Disney fans like to joke that Disney purposely puts a merchandise shop at the exit of its ride attractions as a way of squeezing more money out of guests. Actually, the original concept was actually more innocent. It was felt that after enjoying the emotional experience of an attraction that guests might like a physical souvenir as a memento and that by placing a merchandise location near the attraction would make things easier and perhaps prompt an impulse buy.
Walt got the idea when he saw the UNICEF merchandise shop at the exit of the "it's a small world" attraction at the 1964-1965 New York World's Fair.

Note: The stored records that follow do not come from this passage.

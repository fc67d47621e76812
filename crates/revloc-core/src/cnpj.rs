//! CNPJ (Brazilian company registry identifier) normalization.
//!
//! Spreadsheet exports frequently mangle the identifier into a float such as
//! `1.2345678000195E13`, so [`normalize`] recovers that form before padding.

use std::sync::LazyLock;

use regex::Regex;

/// Number of digits in a normalized CNPJ.
pub const CNPJ_DIGITS: usize = 14;

static SCIENTIFIC_RE: LazyLock<Regex> =
    LazyLock::new(|| Regex::new(r"^[+]?\d+(?:[.,]\d+)?[eE][+]?\d+$").expect("valid regex"));

/// Normalize a raw CNPJ into its digit-only, zero-padded form.
///
/// - Scientific notation is converted back into an integer first.
/// - Every non-digit character is removed.
/// - The result is left-padded with zeros to 14 digits. Longer inputs are
///   returned as-is and fail [`validate`].
#[must_use]
pub fn normalize(raw: &str) -> String {
    let trimmed = raw.trim();
    let clean = from_scientific(trimmed).unwrap_or_else(|| {
        trimmed
            .chars()
            .filter(char::is_ascii_digit)
            .collect::<String>()
    });
    format!("{clean:0>CNPJ_DIGITS$}")
}

/// A CNPJ is valid when it carries at least one digit and its normalized
/// form is exactly 14 ASCII digits.
#[must_use]
pub fn validate(raw: &str) -> bool {
    if !is_present(raw) {
        return false;
    }
    let normalized = normalize(raw);
    normalized.len() == CNPJ_DIGITS && normalized.bytes().all(|b| b.is_ascii_digit())
}

/// Whether the raw value carries any digits at all.
///
/// Records with a blank identifier are not enrichment candidates even though
/// [`normalize`] would pad them to fourteen zeros.
#[must_use]
pub fn is_present(raw: &str) -> bool {
    raw.chars().any(|c| c.is_ascii_digit())
}

#[allow(clippy::cast_possible_truncation, clippy::cast_sign_loss)]
fn from_scientific(value: &str) -> Option<String> {
    if !SCIENTIFIC_RE.is_match(value) {
        return None;
    }
    let parsed: f64 = value.replace(',', ".").parse().ok()?;
    if !parsed.is_finite() || parsed < 0.0 || parsed >= 1e14 {
        return None;
    }
    Some(format!("{:0>CNPJ_DIGITS$}", parsed.round() as u64))
}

Over the decades, the shops became more and more themed to the particular attraction in addition to offering other general park merchandise.
For instance, with the opening of Mickey's PhilharMagic in 2003, the Fantasy Faire shop in Fantasyland at the Magic Kingdom underwent a transformation so that it was an extension of the new attraction. The name of the store refers to the Renaissance fair atmosphere of Fantasyland and the outside banner design reinforces that theme. It opened in May 1995 replacing the Mad Hatter hat shop that occupied the space since 1971. The shop's themed architecture features musical-instrument accents and fixtures situated around a hanging sculpture from the ceiling of an exasperated Donald Duck, who is entangled in 13 (because it is an unlucky number that is referenced in several Donald Duck theatrical short cartoons) musical instruments.
"In the attraction, Donald steals Mickey's Sorcerer's hat and the instruments attack him," said Joni Van Buren, art director at Walt Disney Imagineering. "In the sculpture, he's totally tied up in them and has that typical angry Donald 'I couldn't be more frustrated' look."
Not only does the shop offer attraction-logo merchandise but many items featuring Donald Duck.,
"Since Donald figures prominently into the attraction's story, we needed a good selection of products with him," said Kevin-Michael Lezotte, who was in charge of merchandise for the shop. "At the end of the story, Donald gets shot out of a trombone and crashes into a wall so we created a design called Donald Breakthrough."
"Every product with this art is two-sided. With the T-shirt, Donald's head and arms stick out through the front and his tail sticks out of the back like he's crashing through the shirt, he said. "We also created an Attitude Donald design with hats that say, 'I'm not mad at you. I'm just naturally crabby' and "Crabby yet loveable'. Like our successful Grumpy products that feature Grumpy and his attitude, we've taken Donald and allowed him to have that attitude."
"Any time we have a new merchandise offering, it's another great way to bring to life a tangible memory that guests can take home," said Merchandise General Manager Mary Burns.
The shop also offers general park merchandise including custom embroidered Mickey Ears as well as character plush, pins, hats, plush dolls and t-shirts. The shop showcases a full-sized sculpture of Mickey Mouse dressed in a tuxedo but wearing the Sorcerer's Apprentice's hat and holding a baton standing behind a music podium getting ready to conduct an orchestra.
There is also a pressed penny machine with four different images of Disney characters like Mickey Mouse, Goofy and Winnie the Pooh playing musical instruments.
The background music loop in the shop plays the same songs heard in the queue line to the attraction.